Raw data —
------------------------
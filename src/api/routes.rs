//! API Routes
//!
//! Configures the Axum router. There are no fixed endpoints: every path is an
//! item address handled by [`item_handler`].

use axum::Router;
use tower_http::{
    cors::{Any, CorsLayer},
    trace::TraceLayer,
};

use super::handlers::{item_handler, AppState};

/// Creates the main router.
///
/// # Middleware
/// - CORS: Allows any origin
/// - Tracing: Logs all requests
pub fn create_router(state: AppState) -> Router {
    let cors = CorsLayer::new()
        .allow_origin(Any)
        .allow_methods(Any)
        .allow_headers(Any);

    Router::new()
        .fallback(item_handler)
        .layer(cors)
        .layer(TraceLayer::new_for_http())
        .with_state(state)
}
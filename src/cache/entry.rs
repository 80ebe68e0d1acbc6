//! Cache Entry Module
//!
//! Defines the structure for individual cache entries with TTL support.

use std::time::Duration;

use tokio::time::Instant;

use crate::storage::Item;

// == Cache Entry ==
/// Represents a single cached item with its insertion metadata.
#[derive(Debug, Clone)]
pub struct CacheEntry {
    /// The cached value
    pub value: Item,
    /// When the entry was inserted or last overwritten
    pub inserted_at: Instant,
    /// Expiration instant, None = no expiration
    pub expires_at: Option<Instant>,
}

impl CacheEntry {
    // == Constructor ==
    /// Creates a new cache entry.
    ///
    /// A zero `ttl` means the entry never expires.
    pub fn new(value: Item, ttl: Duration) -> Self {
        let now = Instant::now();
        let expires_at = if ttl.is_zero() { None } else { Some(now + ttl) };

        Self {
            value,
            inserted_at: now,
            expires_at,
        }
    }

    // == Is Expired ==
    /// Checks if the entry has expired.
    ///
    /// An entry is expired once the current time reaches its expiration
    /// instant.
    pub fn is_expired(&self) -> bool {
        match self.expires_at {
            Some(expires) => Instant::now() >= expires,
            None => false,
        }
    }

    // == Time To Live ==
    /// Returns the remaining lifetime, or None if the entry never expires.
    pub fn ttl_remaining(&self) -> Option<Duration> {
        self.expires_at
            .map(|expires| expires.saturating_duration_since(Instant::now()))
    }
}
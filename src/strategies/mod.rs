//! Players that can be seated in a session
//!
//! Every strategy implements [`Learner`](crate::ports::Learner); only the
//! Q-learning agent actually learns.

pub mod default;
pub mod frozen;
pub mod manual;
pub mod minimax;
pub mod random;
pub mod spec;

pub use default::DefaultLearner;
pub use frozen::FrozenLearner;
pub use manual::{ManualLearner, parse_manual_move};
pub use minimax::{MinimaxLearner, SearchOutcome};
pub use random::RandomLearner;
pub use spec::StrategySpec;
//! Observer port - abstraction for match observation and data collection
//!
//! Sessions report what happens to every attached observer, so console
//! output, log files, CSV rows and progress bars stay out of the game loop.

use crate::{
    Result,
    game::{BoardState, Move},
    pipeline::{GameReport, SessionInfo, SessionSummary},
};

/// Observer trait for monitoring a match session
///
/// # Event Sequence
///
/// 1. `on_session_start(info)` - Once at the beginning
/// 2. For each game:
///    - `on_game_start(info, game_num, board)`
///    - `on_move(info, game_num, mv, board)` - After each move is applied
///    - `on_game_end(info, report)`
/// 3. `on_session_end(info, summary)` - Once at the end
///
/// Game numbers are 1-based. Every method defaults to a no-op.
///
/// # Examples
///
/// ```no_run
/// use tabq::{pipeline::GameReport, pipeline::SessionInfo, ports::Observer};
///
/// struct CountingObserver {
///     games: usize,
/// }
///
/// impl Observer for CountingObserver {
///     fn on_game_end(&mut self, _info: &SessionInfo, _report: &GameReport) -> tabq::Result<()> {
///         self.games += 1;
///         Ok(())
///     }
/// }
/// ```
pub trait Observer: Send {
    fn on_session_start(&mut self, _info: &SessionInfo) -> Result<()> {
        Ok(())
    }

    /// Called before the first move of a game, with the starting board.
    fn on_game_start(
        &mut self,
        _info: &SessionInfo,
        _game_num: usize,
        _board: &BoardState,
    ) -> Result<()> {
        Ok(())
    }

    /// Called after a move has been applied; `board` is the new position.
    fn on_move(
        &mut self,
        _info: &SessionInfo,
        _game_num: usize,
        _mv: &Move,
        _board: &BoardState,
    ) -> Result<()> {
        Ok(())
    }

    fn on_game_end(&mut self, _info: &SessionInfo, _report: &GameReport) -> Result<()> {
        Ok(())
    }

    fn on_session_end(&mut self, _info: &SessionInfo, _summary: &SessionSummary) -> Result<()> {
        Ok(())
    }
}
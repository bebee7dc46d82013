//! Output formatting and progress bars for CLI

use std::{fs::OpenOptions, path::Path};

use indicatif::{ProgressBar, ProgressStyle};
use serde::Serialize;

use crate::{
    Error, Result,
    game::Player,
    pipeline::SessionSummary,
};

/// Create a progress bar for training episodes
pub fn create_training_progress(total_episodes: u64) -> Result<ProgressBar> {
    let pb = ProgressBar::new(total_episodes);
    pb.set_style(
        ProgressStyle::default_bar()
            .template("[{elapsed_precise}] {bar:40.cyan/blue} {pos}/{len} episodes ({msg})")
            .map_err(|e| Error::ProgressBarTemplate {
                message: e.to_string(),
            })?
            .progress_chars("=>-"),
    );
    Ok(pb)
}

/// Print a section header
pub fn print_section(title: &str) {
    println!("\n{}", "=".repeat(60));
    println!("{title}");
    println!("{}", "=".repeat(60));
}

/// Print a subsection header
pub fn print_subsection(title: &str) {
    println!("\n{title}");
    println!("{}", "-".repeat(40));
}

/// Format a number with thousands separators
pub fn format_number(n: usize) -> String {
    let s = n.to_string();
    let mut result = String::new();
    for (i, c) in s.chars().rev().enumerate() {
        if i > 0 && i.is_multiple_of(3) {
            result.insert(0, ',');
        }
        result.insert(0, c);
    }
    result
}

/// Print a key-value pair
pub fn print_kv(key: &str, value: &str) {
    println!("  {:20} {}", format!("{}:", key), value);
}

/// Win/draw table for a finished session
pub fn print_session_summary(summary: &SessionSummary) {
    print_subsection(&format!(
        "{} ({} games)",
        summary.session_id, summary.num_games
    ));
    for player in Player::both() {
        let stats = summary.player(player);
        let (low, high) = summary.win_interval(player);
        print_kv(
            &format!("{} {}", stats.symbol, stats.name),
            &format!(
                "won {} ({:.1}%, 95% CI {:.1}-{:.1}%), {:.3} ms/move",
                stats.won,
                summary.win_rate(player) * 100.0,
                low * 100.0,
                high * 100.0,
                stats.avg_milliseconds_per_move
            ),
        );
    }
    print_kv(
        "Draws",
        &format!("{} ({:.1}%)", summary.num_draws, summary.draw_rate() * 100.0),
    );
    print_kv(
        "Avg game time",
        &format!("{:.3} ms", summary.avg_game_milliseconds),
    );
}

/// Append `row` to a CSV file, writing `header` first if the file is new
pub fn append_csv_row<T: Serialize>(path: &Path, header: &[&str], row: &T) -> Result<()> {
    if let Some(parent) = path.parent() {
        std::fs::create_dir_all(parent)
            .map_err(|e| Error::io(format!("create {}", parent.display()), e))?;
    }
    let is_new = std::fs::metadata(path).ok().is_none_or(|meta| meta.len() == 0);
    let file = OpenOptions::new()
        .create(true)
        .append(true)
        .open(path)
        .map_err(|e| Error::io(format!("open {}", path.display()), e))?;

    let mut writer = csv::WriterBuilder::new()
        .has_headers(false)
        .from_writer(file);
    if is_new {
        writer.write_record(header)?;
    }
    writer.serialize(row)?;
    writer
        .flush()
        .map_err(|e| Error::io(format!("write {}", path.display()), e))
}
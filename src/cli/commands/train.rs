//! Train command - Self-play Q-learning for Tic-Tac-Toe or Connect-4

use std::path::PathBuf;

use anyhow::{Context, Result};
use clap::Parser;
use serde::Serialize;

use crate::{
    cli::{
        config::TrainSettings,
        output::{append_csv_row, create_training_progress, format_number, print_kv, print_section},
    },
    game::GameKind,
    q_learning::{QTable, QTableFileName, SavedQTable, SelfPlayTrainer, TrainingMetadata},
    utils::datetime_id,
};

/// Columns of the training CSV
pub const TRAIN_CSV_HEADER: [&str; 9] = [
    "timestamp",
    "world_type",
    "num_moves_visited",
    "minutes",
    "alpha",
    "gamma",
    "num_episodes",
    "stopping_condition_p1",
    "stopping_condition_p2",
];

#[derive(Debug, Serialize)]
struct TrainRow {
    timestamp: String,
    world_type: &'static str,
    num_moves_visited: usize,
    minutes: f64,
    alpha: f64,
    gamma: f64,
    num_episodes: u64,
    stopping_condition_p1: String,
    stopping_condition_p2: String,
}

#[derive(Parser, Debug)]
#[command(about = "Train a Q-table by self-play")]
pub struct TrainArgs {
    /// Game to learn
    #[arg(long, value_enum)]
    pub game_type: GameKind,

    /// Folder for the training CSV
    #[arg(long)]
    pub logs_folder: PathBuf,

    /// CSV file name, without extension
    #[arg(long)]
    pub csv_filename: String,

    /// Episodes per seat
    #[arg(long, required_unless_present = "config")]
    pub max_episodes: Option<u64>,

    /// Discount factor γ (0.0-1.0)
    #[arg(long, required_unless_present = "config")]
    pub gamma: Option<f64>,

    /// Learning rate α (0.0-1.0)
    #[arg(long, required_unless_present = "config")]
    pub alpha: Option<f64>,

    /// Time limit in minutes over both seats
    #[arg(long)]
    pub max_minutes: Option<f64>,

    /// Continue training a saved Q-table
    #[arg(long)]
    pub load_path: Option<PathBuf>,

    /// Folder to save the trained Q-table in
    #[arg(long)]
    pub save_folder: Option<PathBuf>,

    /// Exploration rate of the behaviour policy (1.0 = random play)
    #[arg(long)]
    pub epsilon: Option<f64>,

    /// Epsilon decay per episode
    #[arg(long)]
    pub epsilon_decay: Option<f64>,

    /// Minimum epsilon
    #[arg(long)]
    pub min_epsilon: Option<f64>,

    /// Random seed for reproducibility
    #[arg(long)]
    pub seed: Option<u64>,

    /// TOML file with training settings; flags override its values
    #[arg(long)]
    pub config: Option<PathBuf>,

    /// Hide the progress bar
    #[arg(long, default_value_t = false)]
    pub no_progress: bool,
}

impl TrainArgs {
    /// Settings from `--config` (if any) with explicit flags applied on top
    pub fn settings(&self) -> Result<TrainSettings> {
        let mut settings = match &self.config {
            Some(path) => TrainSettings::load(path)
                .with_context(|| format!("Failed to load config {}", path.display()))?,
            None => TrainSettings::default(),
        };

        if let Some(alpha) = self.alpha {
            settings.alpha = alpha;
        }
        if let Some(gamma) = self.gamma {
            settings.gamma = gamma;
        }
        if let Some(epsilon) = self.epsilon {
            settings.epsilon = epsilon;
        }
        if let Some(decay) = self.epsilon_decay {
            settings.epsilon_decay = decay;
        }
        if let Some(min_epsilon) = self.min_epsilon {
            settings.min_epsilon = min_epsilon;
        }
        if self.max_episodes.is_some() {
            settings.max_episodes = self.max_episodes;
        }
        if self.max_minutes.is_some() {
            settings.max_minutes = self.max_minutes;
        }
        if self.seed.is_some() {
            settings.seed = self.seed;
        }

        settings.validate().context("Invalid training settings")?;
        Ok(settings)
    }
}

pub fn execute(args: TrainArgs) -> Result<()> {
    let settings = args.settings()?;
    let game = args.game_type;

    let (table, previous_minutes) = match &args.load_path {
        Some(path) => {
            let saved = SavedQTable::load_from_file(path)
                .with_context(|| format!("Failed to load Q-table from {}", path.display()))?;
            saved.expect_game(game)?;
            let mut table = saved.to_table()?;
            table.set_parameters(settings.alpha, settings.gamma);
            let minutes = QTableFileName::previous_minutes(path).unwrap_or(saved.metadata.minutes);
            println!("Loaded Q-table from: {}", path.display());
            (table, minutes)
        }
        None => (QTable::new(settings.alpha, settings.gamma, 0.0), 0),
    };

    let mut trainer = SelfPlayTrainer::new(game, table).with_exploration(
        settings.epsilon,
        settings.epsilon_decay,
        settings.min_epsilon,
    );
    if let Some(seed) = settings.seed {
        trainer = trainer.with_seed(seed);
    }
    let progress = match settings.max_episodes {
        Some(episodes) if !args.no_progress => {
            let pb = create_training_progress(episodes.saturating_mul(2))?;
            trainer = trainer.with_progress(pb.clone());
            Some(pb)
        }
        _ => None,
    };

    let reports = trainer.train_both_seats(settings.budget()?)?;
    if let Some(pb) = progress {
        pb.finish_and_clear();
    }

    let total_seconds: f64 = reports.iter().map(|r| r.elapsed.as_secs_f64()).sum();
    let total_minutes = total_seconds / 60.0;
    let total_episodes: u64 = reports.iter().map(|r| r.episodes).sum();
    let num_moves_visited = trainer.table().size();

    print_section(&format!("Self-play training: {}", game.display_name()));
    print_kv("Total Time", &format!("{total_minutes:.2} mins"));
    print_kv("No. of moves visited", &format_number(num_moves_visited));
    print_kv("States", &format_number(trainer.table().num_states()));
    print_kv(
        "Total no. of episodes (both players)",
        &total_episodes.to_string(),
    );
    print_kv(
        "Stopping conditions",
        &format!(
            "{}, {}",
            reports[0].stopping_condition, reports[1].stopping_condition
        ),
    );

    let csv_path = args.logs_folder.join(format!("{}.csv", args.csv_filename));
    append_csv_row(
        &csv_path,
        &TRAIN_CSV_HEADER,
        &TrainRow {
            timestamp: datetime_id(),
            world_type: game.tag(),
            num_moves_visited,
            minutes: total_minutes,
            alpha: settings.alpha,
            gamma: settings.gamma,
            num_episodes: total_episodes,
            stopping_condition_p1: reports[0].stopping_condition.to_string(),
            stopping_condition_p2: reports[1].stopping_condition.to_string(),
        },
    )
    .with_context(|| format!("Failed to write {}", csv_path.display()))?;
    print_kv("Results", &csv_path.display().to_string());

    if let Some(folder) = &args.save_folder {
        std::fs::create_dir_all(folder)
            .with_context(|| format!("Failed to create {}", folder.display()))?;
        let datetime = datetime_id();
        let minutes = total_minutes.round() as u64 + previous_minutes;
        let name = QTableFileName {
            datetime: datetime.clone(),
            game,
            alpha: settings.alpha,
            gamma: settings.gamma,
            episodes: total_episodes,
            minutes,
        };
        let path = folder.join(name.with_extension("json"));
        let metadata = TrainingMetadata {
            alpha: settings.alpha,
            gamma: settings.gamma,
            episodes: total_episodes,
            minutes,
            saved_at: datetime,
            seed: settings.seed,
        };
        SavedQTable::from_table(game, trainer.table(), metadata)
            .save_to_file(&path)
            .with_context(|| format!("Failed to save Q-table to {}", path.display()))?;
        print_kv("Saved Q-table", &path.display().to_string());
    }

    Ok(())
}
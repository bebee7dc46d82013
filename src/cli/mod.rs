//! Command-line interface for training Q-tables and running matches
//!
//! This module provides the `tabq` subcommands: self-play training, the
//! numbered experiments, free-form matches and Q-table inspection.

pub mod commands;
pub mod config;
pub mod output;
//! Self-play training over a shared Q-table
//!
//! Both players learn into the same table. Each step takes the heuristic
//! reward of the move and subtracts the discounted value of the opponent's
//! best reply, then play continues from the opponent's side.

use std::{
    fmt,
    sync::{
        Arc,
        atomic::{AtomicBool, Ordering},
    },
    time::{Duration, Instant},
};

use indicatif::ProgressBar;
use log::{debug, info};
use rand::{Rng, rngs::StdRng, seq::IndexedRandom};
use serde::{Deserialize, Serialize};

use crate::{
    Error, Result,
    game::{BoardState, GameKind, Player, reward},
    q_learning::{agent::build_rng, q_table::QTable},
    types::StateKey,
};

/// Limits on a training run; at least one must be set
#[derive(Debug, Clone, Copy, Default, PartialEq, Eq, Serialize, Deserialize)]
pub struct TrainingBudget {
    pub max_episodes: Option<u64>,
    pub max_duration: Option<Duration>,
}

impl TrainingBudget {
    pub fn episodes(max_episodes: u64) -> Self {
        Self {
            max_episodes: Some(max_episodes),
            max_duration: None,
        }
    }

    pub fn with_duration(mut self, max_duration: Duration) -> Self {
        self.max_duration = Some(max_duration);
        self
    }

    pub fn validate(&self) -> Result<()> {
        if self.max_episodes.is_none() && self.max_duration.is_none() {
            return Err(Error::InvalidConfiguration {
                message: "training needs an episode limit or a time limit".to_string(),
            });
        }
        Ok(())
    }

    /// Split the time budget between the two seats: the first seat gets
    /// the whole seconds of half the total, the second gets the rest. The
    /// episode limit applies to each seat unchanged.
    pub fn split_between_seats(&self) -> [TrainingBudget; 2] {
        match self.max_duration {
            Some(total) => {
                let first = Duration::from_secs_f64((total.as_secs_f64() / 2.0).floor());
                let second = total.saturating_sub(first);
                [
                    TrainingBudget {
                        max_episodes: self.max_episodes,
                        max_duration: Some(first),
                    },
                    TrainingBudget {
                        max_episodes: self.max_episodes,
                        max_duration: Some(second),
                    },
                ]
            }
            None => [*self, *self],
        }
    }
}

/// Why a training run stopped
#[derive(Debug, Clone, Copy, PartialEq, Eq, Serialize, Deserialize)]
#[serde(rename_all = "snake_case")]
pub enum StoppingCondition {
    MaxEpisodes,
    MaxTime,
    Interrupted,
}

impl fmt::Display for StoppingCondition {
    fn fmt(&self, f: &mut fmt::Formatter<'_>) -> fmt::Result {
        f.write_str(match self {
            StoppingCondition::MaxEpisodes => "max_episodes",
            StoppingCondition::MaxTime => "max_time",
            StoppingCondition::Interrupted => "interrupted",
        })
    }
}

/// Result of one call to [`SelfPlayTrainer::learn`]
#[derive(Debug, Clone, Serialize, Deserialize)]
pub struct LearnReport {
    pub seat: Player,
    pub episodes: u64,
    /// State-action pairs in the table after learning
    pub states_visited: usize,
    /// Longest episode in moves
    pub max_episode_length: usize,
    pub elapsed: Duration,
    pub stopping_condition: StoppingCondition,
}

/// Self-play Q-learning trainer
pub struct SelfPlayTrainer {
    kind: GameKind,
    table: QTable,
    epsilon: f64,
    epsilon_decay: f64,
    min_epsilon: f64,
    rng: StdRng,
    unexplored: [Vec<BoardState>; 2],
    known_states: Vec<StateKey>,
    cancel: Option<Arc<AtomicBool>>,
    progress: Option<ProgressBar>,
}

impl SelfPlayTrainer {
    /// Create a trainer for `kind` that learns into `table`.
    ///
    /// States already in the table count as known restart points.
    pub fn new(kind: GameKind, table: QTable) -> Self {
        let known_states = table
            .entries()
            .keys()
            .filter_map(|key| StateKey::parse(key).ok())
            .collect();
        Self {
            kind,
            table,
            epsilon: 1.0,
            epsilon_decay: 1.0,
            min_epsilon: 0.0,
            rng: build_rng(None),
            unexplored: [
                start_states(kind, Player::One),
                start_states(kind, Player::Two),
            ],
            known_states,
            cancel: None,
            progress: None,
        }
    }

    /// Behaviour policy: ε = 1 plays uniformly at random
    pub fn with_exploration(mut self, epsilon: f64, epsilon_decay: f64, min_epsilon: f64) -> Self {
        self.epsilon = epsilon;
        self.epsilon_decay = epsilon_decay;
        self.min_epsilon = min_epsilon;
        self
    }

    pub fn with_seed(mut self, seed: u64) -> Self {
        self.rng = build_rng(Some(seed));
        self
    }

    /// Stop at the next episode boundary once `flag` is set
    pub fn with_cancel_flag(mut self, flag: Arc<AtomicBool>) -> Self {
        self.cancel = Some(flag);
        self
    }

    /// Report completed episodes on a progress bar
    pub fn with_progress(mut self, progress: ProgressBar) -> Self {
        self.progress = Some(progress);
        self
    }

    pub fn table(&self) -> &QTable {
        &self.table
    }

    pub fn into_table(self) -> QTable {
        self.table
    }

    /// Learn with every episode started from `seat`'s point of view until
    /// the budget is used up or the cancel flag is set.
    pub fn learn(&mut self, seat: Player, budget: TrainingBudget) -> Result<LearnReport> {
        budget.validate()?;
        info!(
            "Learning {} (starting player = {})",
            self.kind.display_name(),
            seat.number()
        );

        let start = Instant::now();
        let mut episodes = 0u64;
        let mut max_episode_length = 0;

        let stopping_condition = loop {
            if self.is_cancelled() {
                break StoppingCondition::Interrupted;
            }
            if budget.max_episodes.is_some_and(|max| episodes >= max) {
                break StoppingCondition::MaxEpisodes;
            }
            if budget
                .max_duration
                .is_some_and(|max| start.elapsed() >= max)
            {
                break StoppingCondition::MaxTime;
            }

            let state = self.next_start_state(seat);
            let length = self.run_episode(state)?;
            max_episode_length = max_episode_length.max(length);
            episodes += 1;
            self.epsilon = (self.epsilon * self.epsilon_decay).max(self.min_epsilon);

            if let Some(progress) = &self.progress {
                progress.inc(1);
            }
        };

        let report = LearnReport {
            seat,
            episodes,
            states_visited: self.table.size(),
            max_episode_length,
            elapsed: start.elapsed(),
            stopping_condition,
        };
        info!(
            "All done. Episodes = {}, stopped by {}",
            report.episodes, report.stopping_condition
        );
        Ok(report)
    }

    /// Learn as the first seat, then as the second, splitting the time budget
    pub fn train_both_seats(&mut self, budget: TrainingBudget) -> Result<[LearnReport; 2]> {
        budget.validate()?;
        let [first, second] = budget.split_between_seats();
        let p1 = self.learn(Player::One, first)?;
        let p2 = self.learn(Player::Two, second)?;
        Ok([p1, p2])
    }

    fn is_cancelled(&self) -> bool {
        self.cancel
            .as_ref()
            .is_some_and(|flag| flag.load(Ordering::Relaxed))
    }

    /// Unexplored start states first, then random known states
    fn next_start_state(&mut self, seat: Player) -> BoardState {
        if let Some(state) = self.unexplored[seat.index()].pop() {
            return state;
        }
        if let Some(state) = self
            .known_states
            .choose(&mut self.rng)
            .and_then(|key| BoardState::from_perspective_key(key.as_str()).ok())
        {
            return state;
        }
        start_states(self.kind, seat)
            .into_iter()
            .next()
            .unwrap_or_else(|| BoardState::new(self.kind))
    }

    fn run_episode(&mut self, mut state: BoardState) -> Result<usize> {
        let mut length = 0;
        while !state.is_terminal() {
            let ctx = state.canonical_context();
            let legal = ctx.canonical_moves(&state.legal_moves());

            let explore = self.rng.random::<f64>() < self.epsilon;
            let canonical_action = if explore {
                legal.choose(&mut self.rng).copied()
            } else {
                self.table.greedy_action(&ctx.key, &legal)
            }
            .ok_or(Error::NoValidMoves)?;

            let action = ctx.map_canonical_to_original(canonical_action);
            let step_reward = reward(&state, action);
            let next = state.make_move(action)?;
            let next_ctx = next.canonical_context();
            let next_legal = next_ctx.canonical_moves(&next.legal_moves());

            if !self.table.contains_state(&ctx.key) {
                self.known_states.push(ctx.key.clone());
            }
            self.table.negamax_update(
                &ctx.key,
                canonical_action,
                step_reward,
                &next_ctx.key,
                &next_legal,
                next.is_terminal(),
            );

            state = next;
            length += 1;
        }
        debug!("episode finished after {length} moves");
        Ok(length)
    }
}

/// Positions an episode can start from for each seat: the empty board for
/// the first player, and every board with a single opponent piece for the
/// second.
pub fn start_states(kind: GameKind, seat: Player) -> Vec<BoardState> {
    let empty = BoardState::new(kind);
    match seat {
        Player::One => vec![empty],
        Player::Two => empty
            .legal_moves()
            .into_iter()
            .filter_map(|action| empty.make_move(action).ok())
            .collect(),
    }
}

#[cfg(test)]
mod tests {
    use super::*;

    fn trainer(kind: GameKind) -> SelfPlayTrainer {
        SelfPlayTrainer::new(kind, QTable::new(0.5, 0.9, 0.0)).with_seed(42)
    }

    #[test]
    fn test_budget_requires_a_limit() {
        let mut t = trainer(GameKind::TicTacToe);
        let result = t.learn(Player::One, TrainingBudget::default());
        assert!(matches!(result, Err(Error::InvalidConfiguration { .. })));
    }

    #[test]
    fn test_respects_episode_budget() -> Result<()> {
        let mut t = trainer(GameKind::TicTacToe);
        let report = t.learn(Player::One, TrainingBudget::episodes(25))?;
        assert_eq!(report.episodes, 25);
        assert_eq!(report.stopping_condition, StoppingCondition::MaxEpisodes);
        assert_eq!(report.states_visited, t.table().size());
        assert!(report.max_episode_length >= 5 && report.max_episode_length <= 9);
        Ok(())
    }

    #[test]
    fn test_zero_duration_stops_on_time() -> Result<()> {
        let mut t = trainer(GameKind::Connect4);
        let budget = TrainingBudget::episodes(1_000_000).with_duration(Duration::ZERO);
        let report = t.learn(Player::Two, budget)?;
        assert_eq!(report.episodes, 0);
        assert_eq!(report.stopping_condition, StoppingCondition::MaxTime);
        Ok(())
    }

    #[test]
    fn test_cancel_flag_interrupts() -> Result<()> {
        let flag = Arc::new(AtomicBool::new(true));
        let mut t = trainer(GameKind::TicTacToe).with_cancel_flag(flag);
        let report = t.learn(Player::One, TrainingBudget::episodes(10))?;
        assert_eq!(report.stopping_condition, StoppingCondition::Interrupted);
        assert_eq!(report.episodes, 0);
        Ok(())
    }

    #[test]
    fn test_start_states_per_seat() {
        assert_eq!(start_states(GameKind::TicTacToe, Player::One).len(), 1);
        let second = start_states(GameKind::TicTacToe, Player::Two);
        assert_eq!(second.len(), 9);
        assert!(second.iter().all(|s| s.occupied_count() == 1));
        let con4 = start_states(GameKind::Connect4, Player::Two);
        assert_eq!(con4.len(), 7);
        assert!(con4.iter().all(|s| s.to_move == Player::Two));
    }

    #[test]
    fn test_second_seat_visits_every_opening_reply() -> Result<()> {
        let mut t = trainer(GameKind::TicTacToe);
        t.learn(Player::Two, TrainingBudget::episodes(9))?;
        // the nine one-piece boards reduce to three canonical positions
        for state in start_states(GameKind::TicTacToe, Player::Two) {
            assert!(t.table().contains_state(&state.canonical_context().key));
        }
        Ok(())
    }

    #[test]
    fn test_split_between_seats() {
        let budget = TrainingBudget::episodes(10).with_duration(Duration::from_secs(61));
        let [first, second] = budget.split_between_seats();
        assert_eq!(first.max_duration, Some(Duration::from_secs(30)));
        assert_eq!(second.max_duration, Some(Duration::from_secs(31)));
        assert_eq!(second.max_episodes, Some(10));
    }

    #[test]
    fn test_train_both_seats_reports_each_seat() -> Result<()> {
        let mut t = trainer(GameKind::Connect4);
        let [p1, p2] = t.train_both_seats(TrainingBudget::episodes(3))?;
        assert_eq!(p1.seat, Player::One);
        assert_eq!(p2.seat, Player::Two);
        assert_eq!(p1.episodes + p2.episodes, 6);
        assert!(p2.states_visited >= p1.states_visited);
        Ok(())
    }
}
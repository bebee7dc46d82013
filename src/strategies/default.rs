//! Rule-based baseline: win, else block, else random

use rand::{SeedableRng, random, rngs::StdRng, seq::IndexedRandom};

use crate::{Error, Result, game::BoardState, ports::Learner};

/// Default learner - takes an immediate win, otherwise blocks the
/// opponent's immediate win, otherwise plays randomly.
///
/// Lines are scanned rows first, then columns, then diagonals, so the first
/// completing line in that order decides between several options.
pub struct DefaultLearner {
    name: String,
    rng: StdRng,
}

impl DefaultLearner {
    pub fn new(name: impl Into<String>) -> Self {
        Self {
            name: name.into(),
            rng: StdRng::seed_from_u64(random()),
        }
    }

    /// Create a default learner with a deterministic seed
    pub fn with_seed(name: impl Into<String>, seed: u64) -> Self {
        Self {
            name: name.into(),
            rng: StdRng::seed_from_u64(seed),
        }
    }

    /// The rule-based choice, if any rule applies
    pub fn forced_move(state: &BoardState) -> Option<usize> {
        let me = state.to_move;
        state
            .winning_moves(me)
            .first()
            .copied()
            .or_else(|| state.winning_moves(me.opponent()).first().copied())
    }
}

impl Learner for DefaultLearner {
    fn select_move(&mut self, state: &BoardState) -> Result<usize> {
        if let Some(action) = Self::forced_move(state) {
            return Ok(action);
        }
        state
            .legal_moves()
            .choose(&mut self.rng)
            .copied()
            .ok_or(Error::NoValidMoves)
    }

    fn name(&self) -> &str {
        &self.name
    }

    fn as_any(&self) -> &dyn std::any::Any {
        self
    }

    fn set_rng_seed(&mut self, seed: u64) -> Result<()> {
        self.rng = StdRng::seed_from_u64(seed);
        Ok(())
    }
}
------------------------
Brief — Report each line of the data that includes the string "GameReport".

Answer box —
    pipeline::{GameReport, SessionInfo, SessionSummary},
/// use tabq::{pipeline::GameReport, pipeline::SessionInfo, ports::Observer};
///     fn on_game_end(&mut self, _info: &SessionInfo, _report: &GameReport) -> tabq::Result<()> {
    fn on_game_end(&mut self, _info: &SessionInfo, _report: &GameReport) -> Result<()> {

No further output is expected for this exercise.